If a bank goes out of business, will I lose all the money I've deposited? I know some is insured but are there limits?


Virtually all banks are insured by the FDIC, and most credit unions are insured by a similar government agency. There are limits to that coverage, however.

If a bank fails, its deposits are often assumed by one or more other banks. They may assume all of the deposits, or they may assume only the insured balances. You'd be notified if your bank's deposits were being assumed, and whether excess balances would be included.

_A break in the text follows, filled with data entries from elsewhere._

pub mod app;
pub mod client;
pub mod config;
pub mod errors;
pub mod handlers;
pub mod hooks;
pub mod identity;
pub mod markdown;
pub mod models;
pub mod pluralize;
pub mod state;
pub mod storage;
pub mod store;

pub use app::router;
pub use client::{HttpStatsApi, LocalOptions, LocalStatsApi, StatsApi, StatsClient};
pub use config::{Config, StoreKind};
pub use errors::{AppError, StoreError};
pub use state::AppState;
pub use store::{CounterStore, FileStore, MemoryStore};
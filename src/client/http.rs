use super::StatsApi;
use crate::app::{LIKE_PATH, VISIT_PATH};
use crate::errors::StoreError;
use crate::models::{LikeAction, LikeRequest, LikeStats, VisitStats};
use async_trait::async_trait;
use reqwest::{Client, RequestBuilder};
use serde::de::DeserializeOwned;
use std::time::Duration;

pub const DEFAULT_TIMEOUT: Duration = Duration::from_secs(5);

/// Talks to the stats service over HTTP.
pub struct HttpStatsApi {
    client: Client,
    base_url: String,
}

impl HttpStatsApi {
    pub fn new(base_url: impl Into<String>) -> Result<Self, StoreError> {
        Self::with_timeout(base_url, DEFAULT_TIMEOUT)
    }

    pub fn with_timeout(base_url: impl Into<String>, timeout: Duration) -> Result<Self, StoreError> {
        let client = Client::builder().timeout(timeout).build()?;
        Ok(Self {
            client,
            base_url: base_url.into().trim_end_matches('/').to_string(),
        })
    }

    fn url(&self, path: &str) -> String {
        format!("{}{path}", self.base_url)
    }

    async fn fetch<T: DeserializeOwned>(&self, request: RequestBuilder) -> Result<T, StoreError> {
        let response = request.send().await?;
        let status = response.status();
        if !status.is_success() {
            return Err(StoreError::Transport(format!("unexpected status {status}")));
        }
        Ok(response.json::<T>().await?)
    }
}

#[async_trait]
impl StatsApi for HttpStatsApi {
    fn name(&self) -> &'static str {
        "http"
    }

    async fn increment_visit(&self) -> Result<u64, StoreError> {
        let stats: VisitStats = self.fetch(self.client.post(self.url(VISIT_PATH))).await?;
        Ok(stats.count)
    }

    async fn visit_count(&self) -> Result<u64, StoreError> {
        let stats: VisitStats = self.fetch(self.client.get(self.url(VISIT_PATH))).await?;
        Ok(stats.count)
    }

    async fn toggle_like(&self, currently_liked: bool) -> Result<LikeStats, StoreError> {
        let action = if currently_liked {
            LikeAction::Remove
        } else {
            LikeAction::Add
        };
        let body = LikeRequest {
            action: Some(action.as_str().to_string()),
        };
        self.fetch(self.client.post(self.url(LIKE_PATH)).json(&body))
            .await
    }

    async fn like_stats(&self) -> Result<LikeStats, StoreError> {
        self.fetch(self.client.get(self.url(LIKE_PATH))).await
    }
}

FDIC covers different types of accounts separately to a maximum amount of at least $100,000 per insured depositor. Your individual accounts in a bank are combined into one total, and insured up to $100,000. If you have more than $100,000 in your individual name at one bank, the excess is not covered. If you have accounts jointly with other individuals, the general rule is that you combine your shares of all such accounts (half of each account held by two joint owners; a third of each account held by three joint owners, and so forth), and the total is insured to a maximum of $100,000 -- separately and in addition to the covered amount in your individually-held accounts.

There is separate coverage for accounts you might hold in trust for members of your immediate family, or that you have designated as payable to them upon your death. There is also separate coverage for certain retirement funds held in the bank for which you are a beneficiary. The maximum coverage on these funds is at least $100,000 and often as high as $250,000 per beneficial owner.

The FDIC has a neat little internet-based tool available on its website that can be used to play "what-if" games to determine coverage amounts. The FDIC calls this tool "EDIE" (Electronic Deposit Insurance Estimator).